I agree with his sentiment that there should be some sort of memorial. I also believe that it would be wrong to take down the memorial that uses a Christian marker where it memorializes somebody who was, indeed, Christian. However, this is consistent with holding that it is wrong to require that a Christian marker be used for every agent -- past and future -- regardless of his or her beliefs.
Indeed, the claim that the Christian Cross is a universal symbol of memorial is simply false. It may appear to be true for somebody who is surrounded by Christianity, but Christianity has not yet been adopted as the default universal religion.
The issue here concerns the legitimacy of requiring that all officers be memorialized by a Christian marker. If that was the decision of the Utah Highway Patrol Association, then that decision was a mistake.
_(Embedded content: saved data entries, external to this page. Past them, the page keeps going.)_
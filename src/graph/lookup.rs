//! Direct lookups: a user's liked movies and a single movie's details.

use crate::db::converters::column_json;
use crate::error::Result;
use crate::graph::movies::{
    fold_adjacent, push_unique, row_to_movie_row, LikedMovie, LinkKind, MovieDetails,
    MovieSummary, UserRating,
};
use crate::graph::query;
use crate::graph::store::GraphStore;
use crate::types::NodeId;

pub struct MovieLookup<'a> {
    store: &'a GraphStore,
}

impl<'a> MovieLookup<'a> {
    pub fn new(store: &'a GraphStore) -> Self {
        Self { store }
    }

    /// Movies liked by `user_name`, highest user rating first, each with
    /// its genres. Empty when the user is unknown or likes nothing.
    pub fn user_preferences(&self, user_name: &str) -> Result<Vec<LikedMovie>> {
        let statement = query::user_preferences(user_name);
        let rows = self.store.query(&statement, |row| {
            let like_id: i64 = row.get("like_id")?;
            let user_rating = column_json(row, "user_rating")?;
            Ok((like_id, user_rating, row_to_movie_row(row)?))
        })?;

        Ok(fold_adjacent(
            rows,
            |(like_id, _, _)| *like_id,
            |(_, user_rating, r)| LikedMovie {
                id: NodeId(r.id),
                title: r.title.clone(),
                year: r.year.clone(),
                description: r.description.clone(),
                user_rating: user_rating.clone(),
                genres: Vec::new(),
            },
            |liked, (_, _, r)| {
                if let (Some(LinkKind::Genre), Some(name)) = (r.link, r.linked_name.as_deref()) {
                    push_unique(&mut liked.genres, name);
                }
            },
        ))
    }

    /// The first movie titled exactly `title`, or `None`.
    pub fn movie_details(&self, title: &str) -> Result<Option<MovieDetails>> {
        let statement = query::movie_details(title);
        let rows = self.store.query(&statement, row_to_movie_row)?;
        let Some(first) = rows.first() else {
            return Ok(None);
        };

        let mut details = MovieDetails {
            movie: MovieSummary::from_row(first),
            user_ratings: Vec::new(),
        };
        for row in &rows {
            match (row.link, row.linked_name.as_deref()) {
                (Some(LinkKind::Rating), Some(user)) => {
                    let rating = UserRating {
                        user: user.to_string(),
                        rating: row.link_value.clone(),
                    };
                    if !details.user_ratings.contains(&rating) {
                        details.user_ratings.push(rating);
                    }
                }
                _ => details.movie.absorb(row),
            }
        }
        Ok(Some(details))
    }
}

#[cfg(test)]
mod tests {
    use super::*;
    use crate::types::Properties;
    use pretty_assertions::assert_eq;
    use serde_json::{json, Value};

    fn props(value: Value) -> Properties {
        value.as_object().cloned().unwrap_or_default()
    }

    fn setup() -> GraphStore {
        let store = GraphStore::new(":memory:");
        let node = |label: &str, p: Value| store.create_node(&[label.to_string()], &props(p)).unwrap();

        let inception = node("Movie", json!({"title": "Inception", "year": 2010, "rating": 8.8, "description": "Dreams"}));
        let matrix = node("Movie", json!({"title": "The Matrix", "year": 1999, "rating": 8.7}));
        let sci_fi = node("Genre", json!({"name": "Sci-Fi"}));
        let leo = node("Actor", json!({"name": "Leonardo DiCaprio"}));
        let alice = node("User", json!({"name": "Alice"}));
        let bob = node("User", json!({"name": "Bob"}));

        let rel = |a, b, t: &str, p: Value| {
            store.create_relationship(a, b, t, &props(p)).unwrap();
        };
        rel(inception, sci_fi, "HAS_GENRE", json!({}));
        rel(matrix, sci_fi, "HAS_GENRE", json!({}));
        rel(leo, inception, "ACTED_IN", json!({"role": "Dom Cobb"}));
        rel(alice, matrix, "LIKES", json!({"rating": 4}));
        rel(alice, inception, "LIKES", json!({"rating": 5}));
        rel(bob, inception, "LIKES", json!({"rating": 3}));
        store
    }

    #[test]
    fn preferences_sorted_by_user_rating() {
        let store = setup();
        let liked = MovieLookup::new(&store).user_preferences("Alice").unwrap();
        assert_eq!(liked.len(), 2);
        assert_eq!(liked[0].title, json!("Inception"));
        assert_eq!(liked[0].user_rating, json!(5));
        assert_eq!(liked[0].genres, vec!["Sci-Fi".to_string()]);
        assert_eq!(liked[1].title, json!("The Matrix"));
    }

    #[test]
    fn preferences_for_unknown_user_are_empty() {
        let store = setup();
        assert!(MovieLookup::new(&store).user_preferences("Zed").unwrap().is_empty());
    }

    #[test]
    fn details_include_people_genres_and_ratings() {
        let store = setup();
        let details = MovieLookup::new(&store)
            .movie_details("Inception")
            .unwrap()
            .expect("movie exists");

        assert_eq!(details.movie.year, json!(2010));
        assert_eq!(details.movie.actors, vec!["Leonardo DiCaprio".to_string()]);
        assert!(details.movie.directors.is_empty());
        assert_eq!(details.movie.genres, vec!["Sci-Fi".to_string()]);
        assert_eq!(
            details.user_ratings,
            vec![
                UserRating { user: "Alice".into(), rating: json!(5) },
                UserRating { user: "Bob".into(), rating: json!(3) },
            ]
        );
    }

    #[test]
    fn details_title_match_is_exact() {
        let store = setup();
        let lookup = MovieLookup::new(&store);
        assert!(lookup.movie_details("inception").unwrap().is_none());
        assert!(lookup.movie_details("Tenet").unwrap().is_none());
    }
}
Even here I am going to say that the Atheists who were filing the lawsuit were wrong. The proper authority for filing this lawsuit would be any officers that did not wish to be memorialized under a Christian symbol, or the family of somebody who has died who did not wish to have their family member represented to the world as Christian. These are the people who are most directly being wronged, and they are the ones who should be seeking a remedy.
Of course, before it comes to that, the Utah Highway Patrol Association should simply begin by admitting that it would be wrong to represent an agent who died in the line of duty by a Christian symbol if they were not Christian. They should institute some sort of procedure for making alternatives available for those who may wish it.
At the same time, the Utah Atheists should admit that there is nothing inappropriate with a government agency using a religious symbol to represent a given individual if the symbol accurately represents that individual’s beliefs. Doing so does not constitute a state endorsement of a particular religious beliefs, it constitutes the state’s respect for the beliefs of that individual.
Then, this lawsuit can be dropped, and we can all go about our business with greater mutual respect and tolerance for our individual differences.